If a line below contains the string "number", return that line.

Collected data entries:
========

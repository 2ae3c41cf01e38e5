use crate::encryption::EncryptionContext;
use crate::{Error, Result, filters};
use indexmap::IndexMap;
use std::borrow::Cow;
use std::fmt;
use std::str;
use std::sync::{Arc, OnceLock};

/// Object identifier consists of two parts: object number and generation number.
pub type ObjectId = (u32, u16);

/// Dictionary object.
///
/// Keys are unique. When a malformed file repeats a key the last value wins.
#[derive(Clone, Default, PartialEq)]
pub struct Dictionary(IndexMap<Vec<u8>, Object>);

/// Stream object.
///
/// `content` holds the bytes exactly as they appear in the file. Decryption and
/// filter decoding run on first call to [`Stream::decoded_content`] and the result
/// is kept for later calls.
#[derive(Clone)]
pub struct Stream {
    /// Associated stream dictionary
    pub dict: Dictionary,
    /// Raw contents of the stream in bytes
    pub content: Vec<u8>,
    crypt: Option<StreamCrypt>,
    decoded: OnceLock<Vec<u8>>,
}

#[derive(Clone)]
struct StreamCrypt {
    context: Arc<EncryptionContext>,
    id: ObjectId,
}

/// Basic PDF object types defined in an enum.
#[derive(Clone, PartialEq)]
pub enum Object {
    Null,
    Boolean(bool),
    Integer(i64),
    Real(f64),
    Name(Vec<u8>),
    String(Vec<u8>, StringFormat),
    Array(Vec<Object>),
    Dictionary(Dictionary),
    Stream(Stream),
    Reference(ObjectId),
}

/// String objects can be written in two formats.
#[derive(Debug, Clone, Copy, Default, PartialEq, Eq)]
pub enum StringFormat {
    #[default]
    Literal,
    Hexadecimal,
}

/// An object together with the identifier it was defined under.
#[derive(Debug, Clone, PartialEq)]
pub struct IndirectObject {
    pub id: ObjectId,
    pub object: Object,
}

impl From<bool> for Object {
    fn from(value: bool) -> Self {
        Object::Boolean(value)
    }
}

impl From<i64> for Object {
    fn from(number: i64) -> Self {
        Object::Integer(number)
    }
}

macro_rules! from_smaller_ints {
	($( $Int: ty )+) => {
		$(
			impl From<$Int> for Object {
				fn from(number: $Int) -> Self {
					Object::Integer(i64::from(number))
				}
			}
		)+
	}
}

from_smaller_ints! {
    i8 i16 i32
    u8 u16 u32
}

impl From<f64> for Object {
    fn from(number: f64) -> Self {
        Object::Real(number)
    }
}

impl From<&str> for Object {
    fn from(name: &str) -> Self {
        Object::Name(name.as_bytes().to_vec())
    }
}

impl From<Vec<Object>> for Object {
    fn from(array: Vec<Object>) -> Self {
        Object::Array(array)
    }
}

impl From<Dictionary> for Object {
    fn from(dict: Dictionary) -> Self {
        Object::Dictionary(dict)
    }
}

impl From<Stream> for Object {
    fn from(stream: Stream) -> Self {
        Object::Stream(stream)
    }
}

impl From<ObjectId> for Object {
    fn from(id: ObjectId) -> Self {
        Object::Reference(id)
    }
}

impl Object {
    pub fn string_literal<S: Into<Vec<u8>>>(s: S) -> Self {
        Object::String(s.into(), StringFormat::Literal)
    }

    pub fn is_null(&self) -> bool {
        matches!(self, Object::Null)
    }

    pub fn as_bool(&self) -> Result<bool> {
        match self {
            Object::Boolean(value) => Ok(*value),
            _ => Err(self.type_error("Boolean")),
        }
    }

    pub fn as_i64(&self) -> Result<i64> {
        match self {
            Object::Integer(value) => Ok(*value),
            _ => Err(self.type_error("Integer")),
        }
    }

    /// Numeric value of either an integer or a real.
    pub fn as_f64(&self) -> Result<f64> {
        match self {
            Object::Integer(value) => Ok(*value as f64),
            Object::Real(value) => Ok(*value),
            _ => Err(self.type_error("Real")),
        }
    }

    pub fn as_name(&self) -> Result<&[u8]> {
        match self {
            Object::Name(name) => Ok(name),
            _ => Err(self.type_error("Name")),
        }
    }

    pub fn as_name_str(&self) -> Result<&str> {
        str::from_utf8(self.as_name()?).map_err(|_| Error::ObjectType {
            expected: "UTF-8 Name",
            found: "Name",
        })
    }

    pub fn as_str(&self) -> Result<&[u8]> {
        match self {
            Object::String(string, _) => Ok(string),
            _ => Err(self.type_error("String")),
        }
    }

    pub fn as_reference(&self) -> Result<ObjectId> {
        match self {
            Object::Reference(id) => Ok(*id),
            _ => Err(self.type_error("Reference")),
        }
    }

    pub fn as_array(&self) -> Result<&Vec<Object>> {
        match self {
            Object::Array(arr) => Ok(arr),
            _ => Err(self.type_error("Array")),
        }
    }

    pub fn as_dict(&self) -> Result<&Dictionary> {
        match self {
            Object::Dictionary(dict) => Ok(dict),
            _ => Err(self.type_error("Dictionary")),
        }
    }

    pub fn as_stream(&self) -> Result<&Stream> {
        match self {
            Object::Stream(stream) => Ok(stream),
            _ => Err(self.type_error("Stream")),
        }
    }

    /// The dictionary of a dictionary object or of a stream object.
    pub fn dict(&self) -> Result<&Dictionary> {
        match self {
            Object::Dictionary(dict) => Ok(dict),
            Object::Stream(stream) => Ok(&stream.dict),
            _ => Err(self.type_error("Dictionary or Stream")),
        }
    }

    pub fn enum_variant(&self) -> &'static str {
        match self {
            Object::Null => "Null",
            Object::Boolean(_) => "Boolean",
            Object::Integer(_) => "Integer",
            Object::Real(_) => "Real",
            Object::Name(_) => "Name",
            Object::String(..) => "String",
            Object::Array(_) => "Array",
            Object::Dictionary(_) => "Dictionary",
            Object::Stream(_) => "Stream",
            Object::Reference(_) => "Reference",
        }
    }

    fn type_error(&self, expected: &'static str) -> Error {
        Error::ObjectType {
            expected,
            found: self.enum_variant(),
        }
    }
}

impl fmt::Debug for Object {
    fn fmt(&self, f: &mut fmt::Formatter<'_>) -> fmt::Result {
        match self {
            Object::Null => f.write_str("null"),
            Object::Boolean(value) => write!(f, "{value}"),
            Object::Integer(value) => write!(f, "{value}"),
            Object::Real(value) => write!(f, "{value}"),
            Object::Name(name) => write!(f, "/{}", String::from_utf8_lossy(name)),
            Object::String(text, StringFormat::Literal) => write!(f, "({})", String::from_utf8_lossy(text)),
            Object::String(text, StringFormat::Hexadecimal) => {
                f.write_str("<")?;
                for byte in text {
                    write!(f, "{byte:02X}")?;
                }
                f.write_str(">")
            }
            Object::Array(array) => {
                let items = array.iter().map(|item| format!("{item:?}")).collect::<Vec<String>>();
                write!(f, "[{}]", items.join(" "))
            }
            Object::Dictionary(dict) => write!(f, "{dict:?}"),
            Object::Stream(stream) => write!(f, "{stream:?}"),
            Object::Reference(id) => write!(f, "{} {} R", id.0, id.1),
        }
    }
}

impl Dictionary {
    pub fn new() -> Dictionary {
        Dictionary(IndexMap::new())
    }

    pub fn has(&self, key: &[u8]) -> bool {
        self.0.contains_key(key)
    }

    pub fn get(&self, key: &[u8]) -> Result<&Object> {
        self.0
            .get(key)
            .ok_or_else(|| Error::DictKey(String::from_utf8_lossy(key).into_owned()))
    }

    pub fn get_mut(&mut self, key: &[u8]) -> Result<&mut Object> {
        self.0
            .get_mut(key)
            .ok_or_else(|| Error::DictKey(String::from_utf8_lossy(key).into_owned()))
    }

    /// Insert or replace the value under `key`.
    pub fn set<K, V>(&mut self, key: K, value: V)
    where
        K: Into<Vec<u8>>,
        V: Into<Object>,
    {
        self.0.insert(key.into(), value.into());
    }

    pub fn remove(&mut self, key: &[u8]) -> Option<Object> {
        self.0.shift_remove(key)
    }

    pub fn len(&self) -> usize {
        self.0.len()
    }

    pub fn is_empty(&self) -> bool {
        self.0.is_empty()
    }

    pub fn has_type(&self, type_name: &[u8]) -> bool {
        self.get(b"Type").and_then(Object::as_name).ok() == Some(type_name)
    }

    /// Copy every entry of `other` whose key is not present yet.
    pub fn fill_from(&mut self, other: &Dictionary) {
        for (key, value) in other {
            if !self.0.contains_key(key) {
                self.0.insert(key.clone(), value.clone());
            }
        }
    }

    pub fn iter(&self) -> indexmap::map::Iter<'_, Vec<u8>, Object> {
        self.0.iter()
    }

    pub fn iter_mut(&mut self) -> indexmap::map::IterMut<'_, Vec<u8>, Object> {
        self.0.iter_mut()
    }
}

#[macro_export]
macro_rules! dictionary {
	() => {
		$crate::Dictionary::new()
	};
	($( $key: expr => $value: expr ),+ ,) => {
		$crate::dictionary!( $($key => $value),+ )
	};
	($( $key: expr => $value: expr ),*) => {{
		let mut dict = $crate::Dictionary::new();
		$(
			dict.set($key, $value);
		)*
		dict
	}}
}

impl fmt::Debug for Dictionary {
    fn fmt(&self, f: &mut fmt::Formatter<'_>) -> fmt::Result {
        let entries = self
            .into_iter()
            .map(|(key, value)| format!("/{} {:?}", String::from_utf8_lossy(key), value))
            .collect::<Vec<String>>();
        write!(f, "<<{}>>", entries.join(" "))
    }
}

impl<'a> IntoIterator for &'a Dictionary {
    type Item = (&'a Vec<u8>, &'a Object);
    type IntoIter = indexmap::map::Iter<'a, Vec<u8>, Object>;

    fn into_iter(self) -> Self::IntoIter {
        self.0.iter()
    }
}

impl<K: Into<Vec<u8>>> FromIterator<(K, Object)> for Dictionary {
    fn from_iter<I: IntoIterator<Item = (K, Object)>>(iter: I) -> Self {
        let mut dict = Dictionary::new();
        for (k, v) in iter {
            dict.set(k, v);
        }
        dict
    }
}

impl Stream {
    pub fn new(dict: Dictionary, content: Vec<u8>) -> Stream {
        Stream {
            dict,
            content,
            crypt: None,
            decoded: OnceLock::new(),
        }
    }

    /// Mark the raw content as encrypted under the key of object `id`.
    pub(crate) fn set_decryption(&mut self, context: Arc<EncryptionContext>, id: ObjectId) {
        self.crypt = Some(StreamCrypt { context, id });
    }

    pub fn is_encrypted(&self) -> bool {
        self.crypt.is_some()
    }

    /// Filter names in decoding order. A stream without `/Filter` has none.
    pub fn filters(&self) -> Result<Vec<&[u8]>> {
        match self.dict.get(b"Filter") {
            Err(_) => Ok(vec![]),
            Ok(Object::Name(name)) => Ok(vec![name.as_slice()]),
            Ok(Object::Array(names)) => names.iter().map(Object::as_name).collect(),
            Ok(other) => Err(Error::ObjectType {
                expected: "Name or Array",
                found: other.enum_variant(),
            }),
        }
    }

    /// Decode parameters aligned with [`Stream::filters`].
    pub fn decode_params(&self) -> Result<Vec<Option<&Dictionary>>> {
        match self.dict.get(b"DecodeParms") {
            Err(_) | Ok(Object::Null) => Ok(vec![]),
            Ok(Object::Dictionary(dict)) => Ok(vec![Some(dict)]),
            Ok(Object::Array(params)) => params
                .iter()
                .map(|param| match param {
                    Object::Null => Ok(None),
                    Object::Dictionary(dict) => Ok(Some(dict)),
                    other => Err(Error::ObjectType {
                        expected: "Dictionary or Null",
                        found: other.enum_variant(),
                    }),
                })
                .collect(),
            Ok(other) => Err(Error::ObjectType {
                expected: "Dictionary or Array",
                found: other.enum_variant(),
            }),
        }
    }

    /// Raw content with encryption removed but filters still applied.
    pub fn decrypted_content(&self) -> Result<Cow<'_, [u8]>> {
        match &self.crypt {
            Some(crypt) => Ok(Cow::Owned(crypt.context.decrypt_stream(
                crypt.id,
                &self.dict,
                &self.content,
            )?)),
            None => Ok(Cow::Borrowed(&self.content)),
        }
    }

    /// Fully decoded content. Computed once; later calls return the cached bytes.
    pub fn decoded_content(&self) -> Result<&[u8]> {
        if let Some(decoded) = self.decoded.get() {
            return Ok(decoded);
        }
        if self.dict.has(b"F") {
            return Err(Error::Unsupported("stream data in an external file"));
        }
        let decrypted = self.decrypted_content()?;
        let filters = self.filters()?;
        let decoded = filters::decode(&decrypted, &filters, &self.decode_params()?)?;
        Ok(self.decoded.get_or_init(|| decoded))
    }
}

impl PartialEq for Stream {
    fn eq(&self, other: &Self) -> bool {
        self.dict == other.dict && self.content == other.content
    }
}

impl fmt::Debug for Stream {
    fn fmt(&self, f: &mut fmt::Formatter<'_>) -> fmt::Result {
        write!(f, "{:?}stream[{} bytes]endstream", self.dict, self.content.len())
    }
}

========

• [EXERCISE ANSWER]
/// Object identifier consists of two parts: object number and generation number.
    fn from(number: i64) -> Self {
        Object::Integer(number)
				fn from(number: $Int) -> Self {
					Object::Integer(i64::from(number))
    fn from(number: f64) -> Self {
        Object::Real(number)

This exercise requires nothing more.